I'd say probably about 10 or 20 examples of how to do it might be enough. If it's too difficult for the system, then you could meet it half-way: you provide it the summary, biographical information (basically the important stuff from the CV), and the letters, and other statements, and then it outputs a very formulaic letter for you. It would have to find some key lines in the letters tot include -- but it could probably do that. And if it can't, you could also provide it those lines. It would still save a lot of time.
Reading over papers for basic errors
Refereeing is very time-consuming. There are multiple levels of refereeing:
* You could check that all the grammar and use of symbols and terminology are correct. That should be automatable, if the system has been trained or fine-tuned with enough LaTeX files of papers. But, again, that requires paying someone for a specific piece of software to do the job. Wouldn't it be great if you could show it some examples, instead?
* You could look for errors in notation. Maybe the variable x on one page means one thing, and then it's used in a different way on another page, later in the writeup. That kind of error is common.
* Maybe it could catch simple errors, like where the "inequalities go the wrong way" (e.g. you have x < y, y > z, and then try to conclude x < z), sign errors, a missing term, and so on.
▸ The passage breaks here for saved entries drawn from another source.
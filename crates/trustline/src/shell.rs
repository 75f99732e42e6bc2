// SPDX-FileCopyrightText: 2026 Trustline Contributors
// SPDX-License-Identifier: MIT OR Apache-2.0

//! `trustline shell` command implementation.
//!
//! Interactive customer chat REPL with a colored prompt and readline
//! history. One session per invocation; the session lives in memory and
//! ends with the process.
//!
//! Image intake happens here, not in the controller: `/attach <path>`
//! records a pending image path on the session, and the controller only
//! ever sees the bookkeeping.

use colored::Colorize;
use rustyline::error::ReadlineError;
use rustyline::DefaultEditor;
use tracing::info;

use trustline_agent::flow::{handle_customer_message, Backends};
use trustline_agent::session::CustomerSession;
use trustline_config::TrustlineConfig;
use trustline_core::types::Language;
use trustline_core::{KnowledgeRetriever, TextGenerator, TrustlineError};
use trustline_knowledge::KnowledgeBase;
use trustline_openai::OpenAiGenerator;
use trustline_storage::{ComplaintStore, OrderStore};

/// Fixed reply when the generator backend is not configured. The
/// controller is not invoked in that case, so no state mutates.
fn service_unavailable(lang: Option<Language>) -> &'static str {
    if lang == Some(Language::En) {
        "Sorry, the assistant is currently unavailable. Please try again later."
    } else {
        "نعتذر، الخدمة غير متاحة حالياً. حاول مرة أخرى لاحقاً."
    }
}

/// Runs the `trustline shell` interactive REPL.
pub async fn run_shell(config: &TrustlineConfig) -> Result<(), TrustlineError> {
    let orders = OrderStore::new(config.storage.orders_path());
    let complaints = ComplaintStore::new(config.storage.complaints_path());
    let knowledge = KnowledgeBase::open(&config.knowledge);

    let generator: Option<OpenAiGenerator> = match OpenAiGenerator::from_config(&config.openai) {
        Ok(generator) => Some(generator),
        Err(e) => {
            eprintln!(
                "{}",
                format!("generator unavailable ({e}); replies will be a fixed apology").yellow()
            );
            None
        }
    };

    let mut session = CustomerSession::new();

    let mut rl = DefaultEditor::new()
        .map_err(|e| TrustlineError::Internal(format!("failed to initialize readline: {e}")))?;

    println!("{}", "trustline shell".bold().green());
    println!(
        "Type {} to exit, {} to attach a complaint image.\n",
        "/quit".yellow(),
        "/attach <path>".yellow()
    );

    let prompt = format!("{}> ", "trustline".green());
    loop {
        match rl.readline(&prompt) {
            Ok(line) => {
                let trimmed = line.trim();
                if trimmed == "/quit" || trimmed == "/exit" {
                    break;
                }
                if trimmed.is_empty() {
                    continue;
                }
                let _ = rl.add_history_entry(&line);

                if let Some(path) = trimmed.strip_prefix("/attach ") {
                    let path = path.trim();
                    if path.is_empty() {
                        eprintln!("{}", "usage: /attach <path>".yellow());
                        continue;
                    }
                    session.pending_image_paths.push(path.to_string());
                    println!(
                        "{}",
                        format!("attached {path} ({} pending)", session.pending_image_paths.len())
                            .dimmed()
                    );
                    continue;
                }

                let Some(generator) = generator.as_ref() else {
                    println!("{}", service_unavailable(session.locked_language));
                    continue;
                };

                let backends = Backends {
                    orders: &orders,
                    complaints: &complaints,
                    generator: generator as &(dyn TextGenerator + Send + Sync),
                    retriever: &knowledge as &(dyn KnowledgeRetriever + Send + Sync),
                    history_turns: config.agent.history_turns,
                };

                match handle_customer_message(trimmed, &mut session, &backends).await {
                    Ok(reply) => {
                        if !reply.is_empty() {
                            println!("{reply}");
                        }
                    }
                    Err(e) => {
                        eprintln!("{}: {e}", "error".red());
                        println!("{}", service_unavailable(session.locked_language));
                    }
                }
            }
            Err(ReadlineError::Interrupted) | Err(ReadlineError::Eof) => break,
            Err(e) => {
                eprintln!("{}: {e}", "error".red());
                break;
            }
        }
    }

    info!(turns = session.history.len(), state = %session.state, "shell session ended");
    println!("{}", "goodbye".dimmed());
    Ok(())
}
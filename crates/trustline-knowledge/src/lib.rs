// SPDX-FileCopyrightText: 2026 Trustline Contributors
// SPDX-License-Identifier: MIT OR Apache-2.0

//! Lexical snippet retrieval over a plain-text knowledge base.
//!
//! The knowledge base is one text file of policies and FAQs, chunked at load
//! time and scored per query by case-insensitive token overlap. It stands
//! behind the [`KnowledgeRetriever`] contract: up to `top_k` snippets,
//! best-effort only, never an error -- a missing file means an empty base
//! and every query returns nothing.
//!
//! [`KnowledgeRetriever`]: trustline_core::KnowledgeRetriever

pub mod chunker;
pub mod retriever;

pub use chunker::chunk_text;
pub use retriever::KnowledgeBase;
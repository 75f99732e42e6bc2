// SPDX-FileCopyrightText: 2026 Trustline Contributors
// SPDX-License-Identifier: MIT OR Apache-2.0

//! JSON file persistence for the order and complaint stores.
//!
//! Both stores are whole-document read-modify-write over a single JSON file,
//! with writes serialized by a per-store mutex and persisted via atomic
//! replace (temp file + fsync + rename). Reads never fail: a missing or
//! corrupt document degrades to an empty collection so the conversation
//! stays usable when persistence is broken.

pub mod atomic;
pub mod complaints;
pub mod orders;

pub use complaints::{ComplaintPatch, ComplaintStore, NewComplaint};
pub use orders::{NewOrder, OrderPatch, OrderStore};

/// Local timestamp in the second-resolution ISO form shared by both stores.
pub(crate) fn now_iso() -> String {
    chrono::Local::now().format("%Y-%m-%dT%H:%M:%S").to_string()
}
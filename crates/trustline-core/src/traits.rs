// SPDX-FileCopyrightText: 2026 Trustline Contributors
// SPDX-License-Identifier: MIT OR Apache-2.0

//! Adapter traits for the external backends the controller delegates to.
//!
//! Both backends are black boxes from the conversation controller's point
//! of view: the generator phrases replies, the retriever supplies optional
//! context. Neither may mutate session state.

use async_trait::async_trait;

use crate::error::TrustlineError;
use crate::types::ChatMessage;

/// Free-form text generation backend.
///
/// Takes a structured instruction (system message first) plus bounded
/// conversation history and returns a natural-language reply. A failure
/// here is the only error the conversation turn propagates.
#[async_trait]
pub trait TextGenerator {
    async fn generate(&self, messages: &[ChatMessage]) -> Result<String, TrustlineError>;
}

/// Best-effort knowledge snippet retrieval.
///
/// Returns up to a fixed number of relevant snippets for a query. Never
/// authoritative for controller decisions and never fails: an unavailable
/// backend returns an empty list.
#[async_trait]
pub trait KnowledgeRetriever {
    async fn search(&self, query: &str) -> Vec<String>;
}
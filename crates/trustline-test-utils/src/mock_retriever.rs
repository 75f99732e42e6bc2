// SPDX-FileCopyrightText: 2026 Trustline Contributors
// SPDX-License-Identifier: MIT OR Apache-2.0

//! Fixed-snippet retrieval backend.

use async_trait::async_trait;

use trustline_core::KnowledgeRetriever;

/// Mock retriever that returns the same snippet list for every query.
#[derive(Default)]
pub struct MockRetriever {
    snippets: Vec<String>,
}

impl MockRetriever {
    /// Retriever that returns nothing, like a missing knowledge base.
    pub fn empty() -> Self {
        Self::default()
    }

    pub fn with_snippets(snippets: Vec<String>) -> Self {
        Self { snippets }
    }
}

#[async_trait]
impl KnowledgeRetriever for MockRetriever {
    async fn search(&self, _query: &str) -> Vec<String> {
        self.snippets.clone()
    }
}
I wouldn't expect it to catch deeper errors, and actually understand the proofs, without training it on formal reasoning. But you might be able to catch some things that just look suspicious -- and I would expect it to be able to do this, if it has been trained on enough papers.
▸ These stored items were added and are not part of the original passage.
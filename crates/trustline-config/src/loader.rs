// SPDX-FileCopyrightText: 2026 Trustline Contributors
// SPDX-License-Identifier: MIT OR Apache-2.0

//! Configuration loader using Figment for layered config merging.
//!
//! Merge order: compiled defaults < `/etc/trustline/trustline.toml` <
//! `~/.config/trustline/trustline.toml` < `./trustline.toml` < `TRUSTLINE_*`
//! environment variables.

#![allow(clippy::result_large_err)] // figment::Error is external and cannot be boxed without wrapper

use std::path::Path;

use figment::{
    Figment,
    providers::{Env, Format, Serialized, Toml},
};

use crate::model::TrustlineConfig;

/// Load configuration from the standard XDG hierarchy with env overrides.
pub fn load_config() -> Result<TrustlineConfig, figment::Error> {
    Figment::new()
        .merge(Serialized::defaults(TrustlineConfig::default()))
        .merge(Toml::file("/etc/trustline/trustline.toml"))
        .merge(Toml::file(
            dirs::config_dir()
                .map(|d| d.join("trustline/trustline.toml"))
                .unwrap_or_default(),
        ))
        .merge(Toml::file("trustline.toml"))
        .merge(env_provider())
        .extract()
}

/// Load configuration from a TOML string only (tests, explicit config).
pub fn load_config_from_str(toml_content: &str) -> Result<TrustlineConfig, figment::Error> {
    Figment::new()
        .merge(Serialized::defaults(TrustlineConfig::default()))
        .merge(Toml::string(toml_content))
        .extract()
}

/// Load configuration from a specific file path with env overrides.
pub fn load_config_from_path(path: &Path) -> Result<TrustlineConfig, figment::Error> {
    Figment::new()
        .merge(Serialized::defaults(TrustlineConfig::default()))
        .merge(Toml::file(path))
        .merge(env_provider())
        .extract()
}

/// Environment provider with explicit section mapping.
///
/// Uses `Env::map()` instead of `Env::split("_")`: key names themselves
/// contain underscores, so `TRUSTLINE_OPENAI_API_KEY` must map to
/// `openai.api_key`, not `openai.api.key`.
fn env_provider() -> Env {
    Env::prefixed("TRUSTLINE_").map(|key| {
        let mapped = key
            .as_str()
            .replacen("agent_", "agent.", 1)
            .replacen("openai_", "openai.", 1)
            .replacen("storage_", "storage.", 1)
            .replacen("knowledge_", "knowledge.", 1);
        mapped.into()
    })
}
// SPDX-FileCopyrightText: 2026 Trustline Contributors
// SPDX-License-Identifier: MIT OR Apache-2.0

//! Test utilities for Trustline integration tests.
//!
//! Provides mock backends and a harness for fast, deterministic,
//! CI-runnable conversation tests without external services.
//!
//! # Components
//!
//! - [`MockGenerator`] - scripted text-generation backend with call capture
//! - [`MockRetriever`] - fixed-snippet retrieval backend
//! - [`TestHarness`] - temp-dir stores, seeded orders, and a live session

pub mod harness;
pub mod mock_generator;
pub mod mock_retriever;

pub use harness::TestHarness;
pub use mock_generator::MockGenerator;
pub use mock_retriever::MockRetriever;
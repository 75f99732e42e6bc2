// SPDX-FileCopyrightText: 2026 Trustline Contributors
// SPDX-License-Identifier: MIT OR Apache-2.0

//! Phone number normalization.
//!
//! All phone equality checks in the order store compare normalized values:
//! digits only, with the Jordan country code `962` folded into the local
//! leading-zero form. `"+962 79 123 4567"` and `"0791234567"` normalize to
//! the same string.

/// Returns only the decimal digits of `text`, in order.
pub fn extract_digits(text: &str) -> String {
    text.chars().filter(|c| c.is_ascii_digit()).collect()
}

/// Normalizes a phone number for matching: strip non-digits, then replace a
/// leading `962` country code with a local leading `0`.
pub fn normalize_phone(phone: &str) -> String {
    let digits = extract_digits(phone);
    match digits.strip_prefix("962") {
        Some(rest) => format!("0{rest}"),
        None => digits,
    }
}

#[cfg(test)]
mod tests {
    use super::*;

    #[test]
    fn strips_formatting_characters() {
        assert_eq!(normalize_phone("079-123 4567"), "0791234567");
        assert_eq!(extract_digits("a1b2c3"), "123");
    }

    #[test]
    fn country_code_folds_to_local_form() {
        assert_eq!(normalize_phone("+962791234567"), "0791234567");
        assert_eq!(normalize_phone("962791234567"), "0791234567");
        assert_eq!(normalize_phone("0791234567"), "0791234567");
    }

    #[test]
    fn empty_input_is_empty() {
        assert_eq!(normalize_phone(""), "");
        assert_eq!(normalize_phone("   "), "");
    }

    #[test]
    fn non_jordan_prefix_is_untouched() {
        assert_eq!(normalize_phone("15551234567"), "15551234567");
    }
}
I'd say that you could feed the system about 20 papers, with some errors flagged, and it would get the idea how to look for them, and speed up the refereeing process.
Just record a meeting, and transcribe it using speech recognition. Then, show the system what a meeting summary should look like (with about 10 examples); and it will start producing summaries from transcripts. This is a summarization task, really -- but it's of a specific form, so would normally take a separate piece of software.
Writing reference letters
They're generally formulaic, but should be written with an enthusiastic style. What you could do is train a model to take as input a few random comments -- "best student I've had this year"; "surprised how he was able to solve the ...etc"; "would do well at any school" -- and then weave them into a coherent, grammatically correct, enthusiastic letter. Give the system a couple examples of how the translation process works, and it can do it.
In fact, pretty much everything I do could be at least partially automated, thanks to a system like GPT-3. Even parts of my research could be automated. e.g. maybe present it with a problem, and see if it can generate a proof. The proof will probably be wrong, unless you teach it to do formal reasoning; but I could imagine if you trained it on enough text, it could write some things that look like they are in the direction of a proof -- and then any skilled person could turn the basic idea into a rigorous approach.
Also, just coming up with good problems is important -- and something a model like GPT-3 could probably do. You start by giving it some examples of what you're looking for, and then it generates some more; and you say, "Yeah! That's a nice problem! I never would thought of that!"